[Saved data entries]
◆ ◆ ◆ ◆ ◆
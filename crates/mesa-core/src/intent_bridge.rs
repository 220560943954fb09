//! Intent Bridge: conversational language understanding endpoint.
//! Sends one utterance, decodes `topIntent` + entities, hands them to the resolver.

use serde::Serialize;
use serde_json::Value;

use crate::config::ChatConfig;
use crate::conversation::Turn;
use crate::error::{ChatError, ChatResult};
use crate::http::{build_client, send_with_retry, RetryPolicy};
use crate::resolver::{self, Entity};
use crate::router::{BackendMode, Responder};

const SUBSCRIPTION_KEY_HEADER: &str = "Ocp-Apim-Subscription-Key";
const PARTICIPANT_ID: &str = "user";
const CONVERSATION_ITEM_ID: &str = "1";
const STRING_INDEX_TYPE: &str = "TextElement_V8";

#[derive(Serialize)]
#[serde(rename_all = "camelCase")]
struct AnalyzeRequest<'a> {
    kind: &'static str,
    analysis_input: AnalysisInput<'a>,
    parameters: AnalyzeParameters<'a>,
}

#[derive(Serialize)]
#[serde(rename_all = "camelCase")]
struct AnalysisInput<'a> {
    conversation_item: ConversationItem<'a>,
}

#[derive(Serialize)]
#[serde(rename_all = "camelCase")]
struct ConversationItem<'a> {
    id: &'static str,
    participant_id: &'static str,
    text: &'a str,
}

#[derive(Serialize)]
#[serde(rename_all = "camelCase")]
struct AnalyzeParameters<'a> {
    project_name: &'a str,
    deployment_name: &'a str,
    string_index_type: &'static str,
}

/// Normalized classifier output handed to the resolver.
#[derive(Debug, Clone, Default, PartialEq, Eq)]
pub struct Classification {
    pub top_intent: Option<String>,
    pub entities: Vec<Entity>,
}

impl Classification {
    /// Read `result.prediction` from a decoded body. Every level is optional and
    /// type-checked field by field: a missing or mistyped prediction is a
    /// "no intent" result, a non-string `topIntent` is no intent, and entities
    /// without a string category and non-blank text are dropped.
    pub fn from_value(value: &Value) -> Self {
        let Some(prediction) = value.pointer("/result/prediction") else {
            return Classification::default();
        };
        let top_intent = prediction
            .get("topIntent")
            .and_then(Value::as_str)
            .filter(|s| !s.trim().is_empty())
            .map(str::to_string);
        let entities: Vec<Entity> = prediction
            .get("entities")
            .and_then(Value::as_array)
            .map(|items| items.iter().filter_map(entity_from_value).collect())
            .unwrap_or_default();
        Classification {
            top_intent,
            entities,
        }
    }
}

fn entity_from_value(value: &Value) -> Option<Entity> {
    let category = value.get("category")?.as_str()?;
    let text = value.get("text")?.as_str()?;
    if text.trim().is_empty() {
        return None;
    }
    Some(Entity::new(category, text))
}

/// Decode a 2xx body. Non-JSON is a classification error carrying the response
/// status; JSON of any shape normalizes through [`Classification::from_value`].
pub fn decode_classification(status: u16, body: &str) -> ChatResult<Classification> {
    let value: Value = serde_json::from_str(body).map_err(|e| ChatError::Classification {
        status: Some(status),
        body: format!("response parse: {}: {}", e, body),
    })?;
    Ok(Classification::from_value(&value))
}

fn classification_error(status: Option<u16>, body: String) -> ChatError {
    ChatError::Classification { status, body }
}

/// Structured-intent responder backed by the analyze-conversations API.
pub struct IntentBridge {
    url: String,
    api_key: String,
    project_name: String,
    deployment_name: String,
    retry: RetryPolicy,
    client: reqwest::Client,
}

impl IntentBridge {
    pub fn new(config: &ChatConfig) -> ChatResult<Self> {
        let url = format!(
            "{}/language/:analyze-conversations?api-version={}",
            config.base_url(),
            config.clu_api_version
        );
        Ok(Self {
            url,
            api_key: config.api_key.trim().to_string(),
            project_name: config.deployment_name.trim().to_string(),
            deployment_name: config.clu_deployment.trim().to_string(),
            retry: RetryPolicy::from_config(config),
            client: build_client(config, classification_error)?,
        })
    }

    /// Classify only; no template resolution.
    pub async fn classify(&self, utterance: &str) -> ChatResult<Classification> {
        let body = AnalyzeRequest {
            kind: "Conversation",
            analysis_input: AnalysisInput {
                conversation_item: ConversationItem {
                    id: CONVERSATION_ITEM_ID,
                    participant_id: PARTICIPANT_ID,
                    text: utterance,
                },
            },
            parameters: AnalyzeParameters {
                project_name: &self.project_name,
                deployment_name: &self.deployment_name,
                string_index_type: STRING_INDEX_TYPE,
            },
        };

        let (status, text) = send_with_retry("Intent classification", self.retry, classification_error, || {
            self.client
                .post(&self.url)
                .header(SUBSCRIPTION_KEY_HEADER, &self.api_key)
                .json(&body)
        })
        .await?;

        let classification = decode_classification(status, &text)?;
        tracing::info!(
            "[MESA] Intent Bridge: topIntent={:?}, entities={}",
            classification.top_intent,
            classification.entities.len()
        );
        Ok(classification)
    }

    /// Classify and resolve into reply text.
    pub async fn resolve(&self, utterance: &str) -> ChatResult<String> {
        let c = self.classify(utterance).await?;
        Ok(resolver::resolve(c.top_intent.as_deref(), &c.entities))
    }
}

#[async_trait::async_trait]
impl Responder for IntentBridge {
    fn mode(&self) -> BackendMode {
        BackendMode::StructuredIntent
    }

    async fn respond(&self, _history: &[Turn], utterance: &str) -> ChatResult<String> {
        self.resolve(utterance).await
    }
}

#[cfg(test)]
mod tests {
    use super::*;

    #[test]
    fn decodes_intent_and_entities() {
        let body = r#"{
            "kind": "ConversationResult",
            "result": {
                "query": "quiero pizza",
                "prediction": {
                    "topIntent": "RealizarPedido",
                    "projectKind": "Conversation",
                    "intents": [{"category": "RealizarPedido", "confidenceScore": 0.97}],
                    "entities": [{"category": "Plato", "text": "pizza", "offset": 7, "length": 5, "confidenceScore": 1}]
                }
            }
        }"#;
        let c = decode_classification(200, body).unwrap();
        assert_eq!(c.top_intent.as_deref(), Some("RealizarPedido"));
        assert_eq!(c.entities, vec![Entity::new("Plato", "pizza")]);
    }

    #[test]
    fn missing_entities_are_empty_not_an_error() {
        let body = r#"{"result":{"prediction":{"topIntent":"Horarios"}}}"#;
        let c = decode_classification(200, body).unwrap();
        assert_eq!(c.top_intent.as_deref(), Some("Horarios"));
        assert!(c.entities.is_empty());
    }

    #[test]
    fn missing_prediction_yields_empty_classification() {
        for body in [r#"{}"#, r#"{"result":{}}"#, r#"{"result":{"prediction":{"topIntent":""}}}"#] {
            assert_eq!(decode_classification(200, body).unwrap(), Classification::default());
        }
    }

    #[test]
    fn non_json_body_is_classification_error() {
        let err = decode_classification(200, "<html>gateway</html>").unwrap_err();
        assert!(matches!(err, ChatError::Classification { status: Some(200), .. }));
        assert!(err.to_string().contains("gateway"));
        assert!(!err.is_retryable());
    }

    #[test]
    fn entities_without_usable_text_are_dropped() {
        let body = r#"{"result":{"prediction":{"topIntent":"Horarios","entities":[
            {"category":"Plato"},
            {"category":"Plato","text":"   "},
            {"category":"Plato","text":7},
            {"text":"pizza"},
            {"category":"Bebida","text":"limonada"}
        ]}}}"#;
        let c = decode_classification(200, body).unwrap();
        assert_eq!(c.top_intent.as_deref(), Some("Horarios"));
        assert_eq!(c.entities, vec![Entity::new("Bebida", "limonada")]);
    }

    #[test]
    fn mistyped_fields_fall_back_to_no_intent() {
        for body in [
            r#"{"result":{"prediction":{"topIntent":42}}}"#,
            r#"{"result":{"prediction":"Horarios"}}"#,
            r#"{"result":[]}"#,
            r#"{"result":{"prediction":{"topIntent":null,"entities":{"category":"Plato"}}}}"#,
            r#"[1, 2, 3]"#,
        ] {
            assert_eq!(decode_classification(200, body).unwrap(), Classification::default());
        }
    }

    #[test]
    fn mistyped_intent_with_product_entity_still_resolves_the_product() {
        let body = r#"{"result":{"prediction":{"topIntent":42,"entities":[{"category":"Plato","text":"pizza"}]}}}"#;
        let c = decode_classification(200, body).unwrap();
        assert_eq!(c.top_intent, None);
        assert_eq!(c.entities, vec![Entity::new("Plato", "pizza")]);
    }

    #[test]
    fn request_body_matches_wire_format() {
        let body = AnalyzeRequest {
            kind: "Conversation",
            analysis_input: AnalysisInput {
                conversation_item: ConversationItem {
                    id: CONVERSATION_ITEM_ID,
                    participant_id: PARTICIPANT_ID,
                    text: "hola",
                },
            },
            parameters: AnalyzeParameters {
                project_name: "restaurante",
                deployment_name: "production",
                string_index_type: STRING_INDEX_TYPE,
            },
        };
        let json = serde_json::to_value(&body).unwrap();
        assert_eq!(
            json,
            serde_json::json!({
                "kind": "Conversation",
                "analysisInput": {"conversationItem": {"id": "1", "participantId": "user", "text": "hola"}},
                "parameters": {"projectName": "restaurante", "deploymentName": "production", "stringIndexType": "TextElement_V8"}
            })
        );
    }
}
◆ ◆ ◆ ◆ ◆
ASSIGNMENT:
Look for the string "restaurante" in the entries above. Copy every line that has it.

ANSWER FOR THIS EXERCISE:
                project_name: "restaurante",
                "parameters": {"projectName": "restaurante", "deploymentName": "production", "stringIndexType": "TextElement_V8"}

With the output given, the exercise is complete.